Table 6 (b) has consistently higher values than Table 6 (a), in contrast to the pattern at Level 3, reported in Table 4, where only the Central Urban Developments class showed a significant difference. Table 6 (b) has higher values of al teast .05 for Dense Connected Developments , Large Interconnected Blocks, Large Utilitarian Development, Sparse Open Layout. The one exception to the overall pattern is Slovakia, where the Table 6 (a) is higher.
Overture Spatial model
We provide the confusion matrix and example predictions for the Level 4 model, trained using a spatial split on Overture data. We picked this model to provide example predictions across multiple counties and urban areas of different sizes.
Confusion matrix
Figure 3 shows the confusion matrix for the model. The Classes are ordered to reflect the hierarchical relationships. The first row, Dense Connected Developments and the second, Large Interconnected Blocks, form one branch, Central Urban Developments,one level up in the taxonomy. Similarly the \(n\) and \(n+1\) row form one branch. The first four classes form one branch two levels up, and so on.
The results show that misclassified classes are generally misclassified within one or two cophenetic distances in the taxonomy. In other words, if an ETC is misclassified there is a high chance, it will be labeled as a related class in the full taxonomy.
Level 4 model example predictions
Discussion
The results from the study pertain to three areas – urban morphology, spatial modelling, and data quality.
Urban morphology
With regard to urban morphology, the results show that modelling urban morphology is possible. However, morphological types are heterogeneous, and the characteristics and factors that are important vary across scales of dissimilarity.
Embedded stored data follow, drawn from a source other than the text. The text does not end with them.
fn market_from_row(row: &SqliteRow) -> Result<Market> {
    Ok(Market {
        market_id: row.try_get("market_id")?,
        product_name_singular: row.try_get("product_name_singular")?,
        product_name_plural: row.try_get("product_name_plural")?,
        alpha: decimal(row, "alpha")?,
        beta: decimal(row, "beta")?,
        theta: decimal(row, "theta")?,
        min_cost: decimal(row, "min_cost")?,
        max_cost: decimal(row, "max_cost")?,
        initial_balance: decimal(row, "initial_balance")?,
        round: row.try_get("round")?,
        max_rounds: row.try_get("max_rounds")?,
        endless: row.try_get("endless")?,
        game_over: row.try_get("game_over")?,
        created_at: timestamp(row, "created_at")?,
        created_by: row.try_get("created_by")?,
    })
}

fn trader_from_row(row: &SqliteRow) -> Result<Trader> {
    Ok(Trader {
        id: row.try_get("id")?,
        market_id: row.try_get("market_id")?,
        name: row.try_get("name")?,
        prod_cost: decimal(row, "prod_cost")?,
        balance: decimal(row, "balance")?,
        created_at: timestamp(row, "created_at")?,
    })
}

fn trade_from_row(row: &SqliteRow) -> Result<Trade> {
    Ok(Trade {
        id: row.try_get("id")?,
        trader_id: row.try_get("trader_id")?,
        round: row.try_get("round")?,
        unit_price: opt_decimal(row, "unit_price")?,
        unit_amount: row.try_get("unit_amount")?,
        was_forced: row.try_get("was_forced")?,
        demand: row.try_get("demand")?,
        units_sold: row.try_get("units_sold")?,
        profit: opt_decimal(row, "profit")?,
        balance_after: opt_decimal(row, "balance_after")?,
        created_at: timestamp(row, "created_at")?,
    })
}

fn stat_from_row(row: &SqliteRow) -> Result<RoundStat> {
    Ok(RoundStat {
        market_id: row.try_get("market_id")?,
        round: row.try_get("round")?,
        avg_price: decimal(row, "avg_price")?,
        created_at: timestamp(row, "created_at")?,
    })
}

// ---------------------------------------------------------------------------
// Shared statements
// ---------------------------------------------------------------------------

async fn insert_trade_on(conn: &mut SqliteConnection, new: &NewTrade) -> Result<Trade> {
    let trader_exists = sqlx::query("SELECT 1 FROM traders WHERE id = ?")
        .bind(new.trader_id)
        .fetch_optional(&mut *conn)
        .await?
        .is_some();
    if !trader_exists {
        return Err(GameError::trader_not_found(new.trader_id));
    }

    let created_at = Utc::now();
    let result = sqlx::query(
        "INSERT INTO trades (trader_id, round, unit_price, unit_amount, was_forced, created_at) \
         VALUES (?, ?, ?, ?, ?, ?)",
    )
    .bind(new.trader_id)
    .bind(new.round)
    .bind(new.unit_price.map(|p| p.to_string()))
    .bind(new.unit_amount)
    .bind(new.was_forced)
    .bind(created_at.to_rfc3339())
    .execute(&mut *conn)
    .await?;

    Ok(Trade {
        id: result.last_insert_rowid(),
        trader_id: new.trader_id,
        round: new.round,
        unit_price: new.unit_price,
        unit_amount: new.unit_amount,
        was_forced: new.was_forced,
        demand: None,
        units_sold: None,
        profit: None,
        balance_after: None,
        created_at,
    })
}

async fn write_outcome_on(conn: &mut SqliteConnection, outcome: &TradeOutcome) -> Result<u64> {
    let result = sqlx::query(
        "UPDATE trades SET demand = ?, units_sold = ?, profit = ?, balance_after = ? \
         WHERE id = ? AND trader_id = ?",
    )
    .bind(outcome.demand)
    .bind(outcome.units_sold)
    .bind(outcome.profit.to_string())
    .bind(outcome.balance_after.to_string())
    .bind(outcome.trade_id)
    .bind(outcome.trader_id)
    .execute(&mut *conn)
    .await?;
    Ok(result.rows_affected())
}

#[async_trait]
impl EntityStore for SqliteStore {
    async fn insert_market(&self, m: &Market) -> Result<()> {
        sqlx::query(&format!(
            "INSERT INTO markets ({MARKET_COLUMNS}) VALUES (?, ?, ?, ?, ?, ?, ?, ?, ?, ?, ?, ?, ?, ?, ?)"
        ))
        .bind(&m.market_id)
        .bind(&m.product_name_singular)
        .bind(&m.product_name_plural)
        .bind(m.alpha.to_string())
        .bind(m.beta.to_string())
        .bind(m.theta.to_string())
        .bind(m.min_cost.to_string())
        .bind(m.max_cost.to_string())
        .bind(m.initial_balance.to_string())
        .bind(m.round)
        .bind(m.max_rounds)
        .bind(m.endless)
        .bind(m.game_over)
        .bind(m.created_at.to_rfc3339())
        .bind(&m.created_by)
        .execute(&self.pool)
        .await?;
        Ok(())
    }

    async fn market_exists(&self, market_id: &str) -> Result<bool> {
        let row = sqlx::query("SELECT 1 FROM markets WHERE market_id = ?")
            .bind(market_id)
            .fetch_optional(&self.pool)
            .await?;
        Ok(row.is_some())
    }

    async fn get_market(&self, market_id: &str) -> Result<Market> {
        let row = sqlx::query(&format!("SELECT {MARKET_COLUMNS} FROM markets WHERE market_id = ?"))
            .bind(market_id)
            .fetch_optional(&self.pool)
            .await?
            .ok_or_else(|| GameError::market_not_found(market_id))?;
        market_from_row(&row)
    }

    async fn update_market_settings(&self, m: &Market) -> Result<()> {
        let result = sqlx::query(
            "UPDATE markets SET product_name_singular = ?, product_name_plural = ?, \
             alpha = ?, beta = ?, theta = ?, min_cost = ?, max_cost = ?, \
             max_rounds = ?, endless = ? WHERE market_id = ?",
        )
        .bind(&m.product_name_singular)
        .bind(&m.product_name_plural)
        .bind(m.alpha.to_string())
        .bind(m.beta.to_string())
        .bind(m.theta.to_string())
        .bind(m.min_cost.to_string())
        .bind(m.max_cost.to_string())
        .bind(m.max_rounds)
        .bind(m.endless)
        .bind(&m.market_id)
        .execute(&self.pool)
        .await?;
        if result.rows_affected() == 0 {
            return Err(GameError::market_not_found(&m.market_id));
        }
        Ok(())
    }

    async fn markets_created_by(&self, owner: &str) -> Result<Vec<Market>> {
        let rows = sqlx::query(&format!(
            "SELECT {MARKET_COLUMNS} FROM markets WHERE created_by = ? ORDER BY created_at DESC"
        ))
        .bind(owner)
        .fetch_all(&self.pool)
        .await?;
        rows.iter().map(market_from_row).collect()
    }

    async fn delete_market(&self, market_id: &str) -> Result<()> {
        let result = sqlx::query("DELETE FROM markets WHERE market_id = ?")
            .bind(market_id)
            .execute(&self.pool)
            .await?;
        if result.rows_affected() == 0 {
            return Err(GameError::market_not_found(market_id));
        }
        debug!(market_id, "Market deleted");
        Ok(())
    }

    async fn insert_trader(&self, new: &NewTrader) -> Result<Trader> {
        if !self.market_exists(&new.market_id).await? {
            return Err(GameError::market_not_found(&new.market_id));
        }
        let created_at = Utc::now();
        let result = sqlx::query(
            "INSERT INTO traders (market_id, name, prod_cost, balance, created_at) \
             VALUES (?, ?, ?, ?, ?)",
        )
        .bind(&new.market_id)
        .bind(&new.name)
        .bind(new.prod_cost.to_string())
        .bind(new.balance.to_string())
        .bind(created_at.to_rfc3339())
        .execute(&self.pool)
        .await?;

        Ok(Trader {
            id: result.last_insert_rowid(),
            market_id: new.market_id.clone(),
            name: new.name.clone(),
            prod_cost: new.prod_cost,
            balance: new.balance,
            created_at,
        })
    }

    async fn get_trader(&self, trader_id: i64) -> Result<Trader> {
        let row = sqlx::query("SELECT * FROM traders WHERE id = ?")
            .bind(trader_id)
            .fetch_optional(&self.pool)
            .await?
            .ok_or_else(|| GameError::trader_not_found(trader_id))?;
        trader_from_row(&row)
    }

    async fn traders_in_market(&self, market_id: &str) -> Result<Vec<Trader>> {
        let rows = sqlx::query("SELECT * FROM traders WHERE market_id = ? ORDER BY id")
            .bind(market_id)
            .fetch_all(&self.pool)
            .await?;
        rows.iter().map(trader_from_row).collect()
    }

    async fn delete_trader(&self, trader_id: i64) -> Result<()> {
        let result = sqlx::query("DELETE FROM traders WHERE id = ?")
            .bind(trader_id)
            .execute(&self.pool)
            .await?;
        if result.rows_affected() == 0 {
            return Err(GameError::trader_not_found(trader_id));
        }
        Ok(())
    }

    async fn insert_trade(&self, trade: &NewTrade) -> Result<Trade> {
        let mut conn = self.pool.acquire().await?;
        insert_trade_on(&mut conn, trade).await
    }

    async fn insert_trades(&self, trades: &[NewTrade]) -> Result<Vec<Trade>> {
        let mut tx = self.begin_write().await?;
        let mut inserted = Vec::with_capacity(trades.len());
        for trade in trades {
            // Dropping `tx` on error rolls the whole batch back.
            inserted.push(insert_trade_on(&mut tx, trade).await?);
        }
        tx.commit().await?;
        Ok(inserted)
    }

    async fn get_trade(&self, trade_id: i64) -> Result<Trade> {
        let row = sqlx::query(&format!("SELECT {TRADE_COLUMNS} FROM trades WHERE id = ?"))
            .bind(trade_id)
            .fetch_optional(&self.pool)
            .await?
            .ok_or_else(|| GameError::trade_not_found(trade_id))?;
        trade_from_row(&row)
    }

    async fn trades_for_trader(&self, trader_id: i64, round: i64) -> Result<Vec<Trade>> {
        let rows = sqlx::query(&format!(
            "SELECT {TRADE_COLUMNS} FROM trades WHERE trader_id = ? AND round = ? ORDER BY id"
        ))
        .bind(trader_id)
        .bind(round)
        .fetch_all(&self.pool)
        .await?;
        rows.iter().map(trade_from_row).collect()
    }

    async fn trades_for_round(&self, market_id: &str, round: i64) -> Result<Vec<Trade>> {
        let rows = sqlx::query(
            "SELECT t.id, t.trader_id, t.round, t.unit_price, t.unit_amount, t.was_forced, \
                    t.demand, t.units_sold, t.profit, t.balance_after, t.created_at \
             FROM trades t JOIN traders tr ON tr.id = t.trader_id \
             WHERE tr.market_id = ? AND t.round = ? ORDER BY t.id",
        )
        .bind(market_id)
        .bind(round)
        .fetch_all(&self.pool)
        .await?;
        rows.iter().map(trade_from_row).collect()
    }

    async fn update_trade_outcome(&self, outcome: &TradeOutcome) -> Result<Trade> {
        let mut conn = self.pool.acquire().await?;
        if write_outcome_on(&mut conn, outcome).await? == 0 {
            return Err(GameError::trade_not_found(outcome.trade_id));
        }
        drop(conn);
        self.get_trade(outcome.trade_id).await
    }

    async fn round_stat(&self, market_id: &str, round: i64) -> Result<Option<RoundStat>> {
        let row = sqlx::query("SELECT * FROM round_stats WHERE market_id = ? AND round = ?")
            .bind(market_id)
            .bind(round)
            .fetch_optional(&self.pool)
            .await?;
        row.as_ref().map(stat_from_row).transpose()
    }

    async fn round_stats(&self, market_id: &str) -> Result<Vec<RoundStat>> {
        let rows = sqlx::query("SELECT * FROM round_stats WHERE market_id = ? ORDER BY round")
            .bind(market_id)
            .fetch_all(&self.pool)
            .await?;
        rows.iter().map(stat_from_row).collect()
    }

    async fn commit_settlement(&self, batch: &SettlementBatch) -> Result<RoundStat> {
        let already_settled = || GameError::AlreadySettled {
            market_id: batch.market_id.clone(),
            round: batch.round,
        };

        // Any early return drops `tx`, which rolls back.
        let mut tx = self.begin_write().await?;

        let current: i64 = sqlx::query("SELECT round FROM markets WHERE market_id = ?")
            .bind(&batch.market_id)
            .fetch_optional(&mut *tx)
            .await?
            .ok_or_else(|| GameError::market_not_found(&batch.market_id))?
            .try_get("round")?;
        if current != batch.round {
            return Err(already_settled());
        }

        for outcome in &batch.outcomes {
            let trade_round: Option<i64> = sqlx::query("SELECT round FROM trades WHERE id = ?")
                .bind(outcome.trade_id)
                .fetch_optional(&mut *tx)
                .await?
                .map(|row| row.try_get("round"))
                .transpose()?;
            match trade_round {
                None => return Err(GameError::trade_not_found(outcome.trade_id)),
                Some(r) if r != batch.round => {
                    return Err(GameError::Consistency(format!(
                        "trade {} is for round {r}, not {}",
                        outcome.trade_id, batch.round
                    )))
                }
                Some(_) => {}
            }

            if write_outcome_on(&mut tx, outcome).await? != 1 {
                return Err(GameError::Consistency(format!(
                    "trade {} does not belong to trader {}",
                    outcome.trade_id, outcome.trader_id
                )));
            }

            let updated = sqlx::query("UPDATE traders SET balance = ? WHERE id = ? AND market_id = ?")
                .bind(outcome.balance_after.to_string())
                .bind(outcome.trader_id)
                .bind(&batch.market_id)
                .execute(&mut *tx)
                .await?;
            if updated.rows_affected() != 1 {
                return Err(GameError::trader_not_found(outcome.trader_id));
            }
        }

        let created_at = Utc::now();
        sqlx::query(
            "INSERT INTO round_stats (market_id, round, avg_price, created_at) VALUES (?, ?, ?, ?)",
        )
        .bind(&batch.market_id)
        .bind(batch.round)
        .bind(batch.avg_price.to_string())
        .bind(created_at.to_rfc3339())
        .execute(&mut *tx)
        .await
        .map_err(|e| match GameError::from(e) {
            GameError::Uniqueness(_) => already_settled(),
            other => other,
        })?;

        let advanced = sqlx::query(
            "UPDATE markets SET round = round + 1, game_over = (game_over OR ?) \
             WHERE market_id = ? AND round = ?",
        )
        .bind(batch.ends_game)
        .bind(&batch.market_id)
        .bind(batch.round)
        .execute(&mut *tx)
        .await?;
        if advanced.rows_affected() != 1 {
            return Err(already_settled());
        }

        tx.commit().await?;

        Ok(RoundStat {
            market_id: batch.market_id.clone(),
            round: batch.round,
            avg_price: batch.avg_price,
            created_at,
        })
    }
}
The modelling results show that a lot of useful information can be learned morphologically from one country and transferred to new contexts. Table 3 shows that at Level 3, the out-of-sample (OoS) averages are close to the spatial split F1 score of approximately 0.6. This is comparable to other land use prediction models, with two caveats. First, we are making predictions at a much higher level of detail—the individual building level—than typical land use models. Second, we test the models in a more difficult but more realistic scenario and report the possible out-of-sample scores. Furthermore, the higher scores in Table 3, as well as the confusion matrix in Figure 3, also suggest that we make reasonable misclassifications—one class at Level 4 is often misclassified as another Level 4 class within the same Level 3 category, i.e., part of the same branch in the ground truth taxonomy. If this were not the case, the Table 3 F1 scores would be equal to or lower than the Table 5 scores.
Nevertheless, in spite of these results, urban morphology remains highly heterogeneous. The differences between the country-specific models reflect the ability to use information from the analysed urban forms of several countries to infer the urban form type in an unseen country. If the results across these models were similar, it would imply that urban form is similar across countries. The large differences suggest that underlying national phenomena affect morphology. While this in itself is not a new finding, it has not been quantitatively demonstrated before, especially based on tens of morphological characteristics calculated using tens of millions of urban geometries across several countries.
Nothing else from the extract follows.